Point 4: Based on the literature, people have examined the socio-economic determinants of CHE. Is there any reason these variables are not seen in the regression models? How do we then know whether the regression results are spurious or robust? In essence, the results of the included variables could be insignificant if we control for socio-economic and demographic variables. You should also include the regression equation that informed the regression analysis (such as Y=Bo + BiXi) and the CHE formula (if possible). You should explain the regression variables further in terms of the dependent and independent variables. I think the income quintile may be the independent variable and the CHE is the dependent variable. You should also explain further as to how each variable was measured and how, especially, the measurement of the dependent variable affected your choice of regression model.

 

Response 4: Independent variables and dependent variables had been used as recommended by reviewer [Page 4 (Lines 159-160)].

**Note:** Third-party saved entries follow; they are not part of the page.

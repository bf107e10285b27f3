//! Composite key layout for ledger data.
//!
//! Three disjoint namespaces share one keyspace:
//!
//! - account metadata: `"a-"` followed by the 40-char hex address
//! - contract code: `"c-"` followed by the 40-char hex address
//! - storage slots: the 20 raw address bytes followed by the raw slot key
//!
//! The slot namespace uses the binary address form while the others use an
//! ASCII-prefixed hex form, so no slot key can collide with a metadata or
//! code key. Block journals get a fourth namespace, `"j-"` followed by the
//! big-endian block height.

use crate::types::address::Address;

/// Namespace marker for account metadata records.
pub const ACCOUNT_PREFIX: &str = "a-";
/// Namespace marker for contract code.
pub const CODE_PREFIX: &str = "c-";
/// Namespace marker for persisted block journals.
pub const JOURNAL_PREFIX: &str = "j-";

/// Key of an account's metadata record: `"a-<hex-address>"`.
pub fn account_key(addr: &Address) -> Vec<u8> {
    let mut key = Vec::with_capacity(ACCOUNT_PREFIX.len() + 40);
    key.extend_from_slice(ACCOUNT_PREFIX.as_bytes());
    key.extend_from_slice(addr.hex().as_bytes());
    key
}

/// Key of an account's contract code: `"c-<hex-address>"`.
pub fn code_key(addr: &Address) -> Vec<u8> {
    let mut key = Vec::with_capacity(CODE_PREFIX.len() + 40);
    key.extend_from_slice(CODE_PREFIX.as_bytes());
    key.extend_from_slice(addr.hex().as_bytes());
    key
}

/// Key of one storage slot: raw address bytes followed by the raw slot key.
pub fn slot_key(addr: &Address, slot: &[u8]) -> Vec<u8> {
    let mut key = Vec::with_capacity(addr.as_slice().len() + slot.len());
    key.extend_from_slice(addr.as_slice());
    key.extend_from_slice(slot);
    key
}

/// Key of the journal persisted for the block at `height`.
pub fn journal_key(height: u64) -> Vec<u8> {
    let mut key = Vec::with_capacity(JOURNAL_PREFIX.len() + 8);
    key.extend_from_slice(JOURNAL_PREFIX.as_bytes());
    key.extend_from_slice(&height.to_be_bytes());
    key
}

All of the independent variables were assessed in bivariate analysis. Other variables were not significantly associated with CHE in bivariate analysis and thus not included in the univariate regression analysis. Further explanation had been added as suggested by reviewer, reported in the Materials and Methods section [Page 4 (Lines 159-166)] and the Results section [Page 5 (Lines 220-224)].

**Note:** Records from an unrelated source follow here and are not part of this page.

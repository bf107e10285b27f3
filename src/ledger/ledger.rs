//! Commit engine: drains touched accounts into one atomic batch plus a
//! reversible journal.
//!
//! A [`Ledger`] owns the storage handle and the set of accounts touched
//! since the last block boundary. Execution reaches accounts through
//! [`Ledger::account`] (or the per-address convenience methods); at block
//! boundary [`Ledger::commit`] walks every touched account, assembles the
//! batch and the [`BlockJournal`], writes atomically, and refreshes the
//! working set from the now-persisted values. [`Ledger::rollback`] applies a
//! journal's pre-images to undo the latest committed block.
//!
//! The engine is single-writer by contract: the executor above serializes
//! block execution, and no internal locking is performed.

use crate::ledger::LedgerError;
use crate::ledger::account::Account;
use crate::ledger::journal::BlockJournal;
use crate::ledger::keys;
use crate::storage::storage_trait::{Storage, WriteBatch};
use crate::types::address::Address;
use crate::types::bytes::Bytes;
use crate::types::encoding::Encode;
use crate::types::hash::Hash;
use crate::{info, warn};
use std::collections::HashMap;
use std::collections::hash_map::Entry;
use std::sync::Arc;

/// Working set of touched accounts over a shared storage backend.
pub struct Ledger<S: Storage> {
    storage: Arc<S>,
    accounts: HashMap<Address, Account<S>>,
}

impl<S: Storage> Ledger<S> {
    /// Creates an empty ledger over the given storage.
    pub fn new(storage: Arc<S>) -> Self {
        Self {
            storage,
            accounts: HashMap::new(),
        }
    }

    /// Returns the working set for `addr`, creating it on first reference.
    ///
    /// Creation loads the persisted metadata record; an address never seen
    /// before starts with an absent origin.
    pub fn account(&mut self, addr: Address) -> Result<&mut Account<S>, LedgerError> {
        match self.accounts.entry(addr) {
            Entry::Occupied(entry) => Ok(entry.into_mut()),
            Entry::Vacant(entry) => {
                let account = Account::load(Arc::clone(&self.storage), addr)?;
                Ok(entry.insert(account))
            }
        }
    }

    /// Number of accounts touched since the last commit or clear.
    pub fn touched(&self) -> usize {
        self.accounts.len()
    }

    /// Reads a storage slot of `addr`.
    pub fn get_state(&mut self, addr: Address, key: &[u8]) -> Result<Option<Bytes>, LedgerError> {
        self.account(addr)?.get_state(key)
    }

    /// Writes a storage slot of `addr`; `None` deletes.
    pub fn set_state(
        &mut self,
        addr: Address,
        key: &[u8],
        value: Option<Bytes>,
    ) -> Result<(), LedgerError> {
        self.account(addr)?.set_state(key, value)
    }

    /// Returns the effective balance of `addr`.
    pub fn balance(&mut self, addr: Address) -> Result<u64, LedgerError> {
        Ok(self.account(addr)?.balance())
    }

    /// Sets the balance of `addr`.
    pub fn set_balance(&mut self, addr: Address, balance: u64) -> Result<(), LedgerError> {
        self.account(addr)?.set_balance(balance);
        Ok(())
    }

    /// Returns the effective nonce of `addr`.
    pub fn nonce(&mut self, addr: Address) -> Result<u64, LedgerError> {
        Ok(self.account(addr)?.nonce())
    }

    /// Sets the nonce of `addr`.
    pub fn set_nonce(&mut self, addr: Address, nonce: u64) -> Result<(), LedgerError> {
        self.account(addr)?.set_nonce(nonce);
        Ok(())
    }

    /// Returns the effective contract code of `addr`.
    pub fn code(&mut self, addr: Address) -> Result<Option<Bytes>, LedgerError> {
        self.account(addr)?.code()
    }

    /// Installs contract code for `addr`.
    pub fn set_code_and_hash(&mut self, addr: Address, code: Bytes) -> Result<(), LedgerError> {
        self.account(addr)?.set_code_and_hash(code);
        Ok(())
    }

    /// Commits every touched account in one atomic batch.
    ///
    /// Accounts are processed in ascending address order. Each modified
    /// account contributes a journal entry and its dirty data to the block's
    /// delta hash; the assembled [`BlockJournal`] is persisted in the same
    /// batch under the journal key for `height`. On success the working set
    /// is refreshed from the persisted values and stays cached for the next
    /// block. On error nothing is written and the caller should discard the
    /// working set.
    pub fn commit(&mut self, height: u64) -> Result<BlockJournal, LedgerError> {
        let mut batch = WriteBatch::new();

        let mut addrs: Vec<Address> = self.accounts.keys().copied().collect();
        addrs.sort();

        let mut entries = Vec::new();
        let mut delta = Vec::new();
        for addr in addrs {
            let Some(account) = self.accounts.get_mut(&addr) else {
                continue;
            };
            if let Some(entry) = account.journal_if_modified(&mut batch)? {
                delta.extend_from_slice(&account.dirty_data());
                entries.push(entry);
            }
        }

        let journal = BlockJournal {
            height,
            delta_hash: Hash::sha256().chain(&delta).finalize(),
            entries,
        };
        batch.put(keys::journal_key(height), journal.to_bytes());

        self.storage.write_batch(batch)?;

        for account in self.accounts.values_mut() {
            account.finalise();
        }

        info!(
            "committed height={} touched={} modified={} delta={}",
            height,
            self.accounts.len(),
            journal.entries.len(),
            journal.delta_hash
        );

        Ok(journal)
    }

    /// Reverses one committed block by re-applying its pre-images.
    ///
    /// Entries are undone in reverse commit order and the persisted journal
    /// record is removed, all in one atomic batch. The working set is
    /// cleared afterwards: cached origin layers no longer match storage.
    pub fn rollback(&mut self, journal: &BlockJournal) -> Result<(), LedgerError> {
        let mut batch = WriteBatch::new();
        for entry in journal.entries.iter().rev() {
            entry.revert(&mut batch)?;
        }
        batch.delete(keys::journal_key(journal.height));

        self.storage.write_batch(batch)?;
        self.accounts.clear();

        warn!(
            "rolled back height={} entries={}",
            journal.height,
            journal.entries.len()
        );

        Ok(())
    }

    /// Loads the journal persisted for the block at `height`, if any.
    pub fn journal_at(&self, height: u64) -> Result<Option<BlockJournal>, LedgerError> {
        match self.storage.get(&keys::journal_key(height))? {
            Some(data) => Ok(Some(BlockJournal::from_stored(&data)?)),
            None => Ok(None),
        }
    }

    /// Abandons the working set without touching storage.
    ///
    /// All staged dirt is dropped; nothing observable happens.
    pub fn clear(&mut self) {
        self.accounts.clear();
    }
}

#[cfg(test)]
mod tests {
    use super::*;
    use crate::ledger::account::InnerAccount;
    use crate::storage::memory_storage::test::MemStorage;
    use crate::types::encoding::Decode;
    use crate::utils::test_utils::utils::unique_address;

    fn fresh() -> (Arc<MemStorage>, Ledger<MemStorage>) {
        let storage = Arc::new(MemStorage::new());
        let ledger = Ledger::new(Arc::clone(&storage));
        (storage, ledger)
    }

    #[test]
    fn account_is_created_once_per_address() {
        let (_storage, mut ledger) = fresh();
        let addr = unique_address();

        ledger.set_balance(addr, 10).unwrap();
        ledger.set_nonce(addr, 3).unwrap();

        assert_eq!(ledger.touched(), 1);
        assert_eq!(ledger.balance(addr).unwrap(), 10);
        assert_eq!(ledger.nonce(addr).unwrap(), 3);
    }

    #[test]
    fn commit_writes_accounts_slots_and_journal() {
        let (storage, mut ledger) = fresh();
        let addr = unique_address();

        ledger.set_balance(addr, 100).unwrap();
        ledger
            .set_state(addr, &[0x10], Some(Bytes::from([0xAAu8])))
            .unwrap();

        let journal = ledger.commit(1).unwrap();

        assert_eq!(journal.height, 1);
        assert_eq!(journal.entries.len(), 1);
        assert!(journal.entries[0].account_changed);

        let record = storage.entry(&keys::account_key(&addr)).unwrap();
        assert_eq!(InnerAccount::from_bytes(&record).unwrap().balance, 100);
        assert_eq!(
            storage.entry(&keys::slot_key(&addr, &[0x10])),
            Some(vec![0xAA])
        );
        assert!(storage.entry(&keys::journal_key(1)).is_some());
    }

    #[test]
    fn journal_at_roundtrips_persisted_journal() {
        let (_storage, mut ledger) = fresh();
        let addr = unique_address();

        ledger.set_balance(addr, 42).unwrap();
        let committed = ledger.commit(7).unwrap();

        let loaded = ledger.journal_at(7).unwrap().expect("journal expected");
        assert_eq!(loaded, committed);
        assert!(ledger.journal_at(8).unwrap().is_none());
    }

    #[test]
    fn commit_keeps_working_set_readable_without_new_loads() {
        let (storage, mut ledger) = fresh();
        let addr = unique_address();

        ledger.set_balance(addr, 5).unwrap();
        ledger.commit(1).unwrap();

        let calls = storage.get_calls();
        assert_eq!(ledger.balance(addr).unwrap(), 5);
        assert_eq!(storage.get_calls(), calls);
    }

    #[test]
    fn rollback_restores_prior_storage_and_drops_journal() {
        let (storage, mut ledger) = fresh();
        let a = unique_address();
        let b = unique_address();

        // Block 1 establishes a baseline.
        ledger.set_balance(a, 10).unwrap();
        ledger
            .set_state(a, &[0x01], Some(Bytes::from([0x01u8])))
            .unwrap();
        ledger.commit(1).unwrap();

        let baseline_keys = storage.keys();

        // Block 2 mutates both accounts.
        ledger.set_balance(a, 20).unwrap();
        ledger
            .set_state(a, &[0x01], Some(Bytes::from([0x02u8])))
            .unwrap();
        ledger.set_balance(b, 7).unwrap();
        ledger
            .set_state(b, &[0x02], Some(Bytes::from([0x03u8])))
            .unwrap();
        let journal = ledger.commit(2).unwrap();

        ledger.rollback(&journal).unwrap();

        assert_eq!(storage.keys(), baseline_keys);
        let record = storage.entry(&keys::account_key(&a)).unwrap();
        assert_eq!(InnerAccount::from_bytes(&record).unwrap().balance, 10);
        assert_eq!(
            storage.entry(&keys::slot_key(&a, &[0x01])),
            Some(vec![0x01])
        );
        assert_eq!(storage.entry(&keys::account_key(&b)), None);
        assert_eq!(storage.entry(&keys::journal_key(2)), None);

        // The working set was cleared; reads reload from storage.
        assert_eq!(ledger.touched(), 0);
        assert_eq!(ledger.balance(a).unwrap(), 10);
    }

    #[test]
    fn delta_hash_is_independent_of_executor_op_order() {
        let a = Address([1u8; 20]);
        let b = Address([2u8; 20]);

        // Disjoint writes; any execution order yields the same final state.
        let ops: Vec<(Address, &[u8], u8)> = vec![
            (a, &[0x02], 0x02),
            (b, &[0x01], 0x01),
            (a, &[0x01], 0x0A),
            (b, &[0x02], 0x0B),
        ];

        let run = |reversed: bool| {
            let storage = Arc::new(MemStorage::new());
            let mut ledger = Ledger::new(storage);

            let ordered: Vec<_> = if reversed {
                ops.iter().rev().collect()
            } else {
                ops.iter().collect()
            };
            for (addr, key, value) in ordered {
                ledger
                    .set_state(*addr, key, Some(Bytes::from(vec![*value])))
                    .unwrap();
            }
            ledger.set_balance(a, 1).unwrap();
            ledger.set_balance(b, 2).unwrap();

            ledger.commit(1).unwrap().delta_hash
        };

        assert_eq!(run(false), run(true));
    }

    #[test]
    fn clear_abandons_staged_writes() {
        let (storage, mut ledger) = fresh();
        let addr = unique_address();

        ledger.set_balance(addr, 99).unwrap();
        ledger
            .set_state(addr, &[0x01], Some(Bytes::from([0x01u8])))
            .unwrap();
        ledger.clear();

        assert_eq!(ledger.touched(), 0);
        // Nothing reached storage.
        assert_eq!(storage.len(), 0);

        // A later commit writes only the (empty) journal record.
        let journal = ledger.commit(1).unwrap();
        assert!(journal.entries.is_empty());
        assert_eq!(storage.keys(), vec![keys::journal_key(1)]);
    }

    #[test]
    fn empty_commit_has_empty_delta() {
        let (_storage, mut ledger) = fresh();

        let journal = ledger.commit(1).unwrap();

        assert!(journal.entries.is_empty());
        assert_eq!(journal.delta_hash, Hash::sha256().finalize());
    }

    #[test]
    fn read_only_accounts_emit_no_entries() {
        let (storage, mut ledger) = fresh();
        let addr = unique_address();

        // Seed and commit via a first block.
        ledger.set_balance(addr, 10).unwrap();
        ledger.commit(1).unwrap();
        let keys_after_first = storage.keys();

        // Second block only reads.
        assert_eq!(ledger.balance(addr).unwrap(), 10);
        assert!(ledger.get_state(addr, &[0x05]).unwrap().is_none());
        let journal = ledger.commit(2).unwrap();

        assert!(journal.entries.is_empty());
        // Only the journal record for height 2 was added.
        let mut expected = keys_after_first;
        expected.push(keys::journal_key(2));
        expected.sort();
        assert_eq!(storage.keys(), expected);
    }
}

The general definition for CHE is included in the Introduction section [Page 2 (Lines 79-85)] and the specific definition for CHE that was used in this study was stated in the Materials and Methods section (Data collection subsection) [Page 4 (Lines 148-149)].

 

Point 5: Results: The participation rate was incredible. Table 1 summarizes the socio-demographic and clinical characteristics, and they should be added to the multivariate regression analysis as control variables. For instance, the distance to healthcare facility may have impact on CHE and so could health insurance subscription status.

 

Response 5: Household income, cancer stage and receiving chemotherapy were the variables included in the multivariate regression model [stated in Page 5 (Lines 220-222)]. Other variables were not significantly associated with CHE in bivariate analysis and thus not included in the univariate regression analysis, reported in the Materials and Methods section [Page 4 (Lines 159-166)] and the Results section [Page 5 (Lines 220-224)] and in [Table 5 and 6].

 

Point 6: Check this paper “socio-demographic, cognitive status and comorbidity determinants of catastrophic health expenditure among elderly in Malaysia” published in the International Journal of Economics and Management by Koris et al. (2017).

 

Response 6: Thank you for bringing Koris et al. 2017 to our attention. We have added a reference to this study in the Discussion section [Page 7 (Lines 317-321).

 

Point 7: Discussion: This section was very well expounded. The study gave specific recommendations to include geriatric patients of all ages in MySalam. It also discussed the unknown reasons why people choose to attend hospitals that are not covered by Peka B40 for healthcare services. Probably, future research could look into it. You justify the small sample size based on the fact that the socio-demographic characteristics of the study population was similar to the national population. However, you did not regress the CHE on the socio-demographic characteristics.

 

Response 7: All of the variables in Table 1 including socio-demographic characteristics were included in bivariate analysis, stated in the Materials and Methods section [Page 4 (Lines 159-160)]. Household income, cancer stage and receiving chemotherapy were the variables included in univariate and multivariate regression model, stated in the Materials and Methods section [Page 4 (Lines 160-166)] and the Results section [Page 5 (Lines 220-224)] and in [Table 5 and 6]. Other variables were not significantly associated with CHE in bivariate analysis and thus not included in the univariate regression analysis, reported in the Materials and Methods section [Page 4 (Lines 159-166) and the Results section [Page 5 (Lines 220-224)] and in [Table 5 and 6].

Round 2

Reviewer 1 Report

I think this revision looks much better!

Author Response

We thank the reviewers for this comment.

Reviewer 2 Report

It is a well-written article.

Author Response

We thank the reviewers for this comment.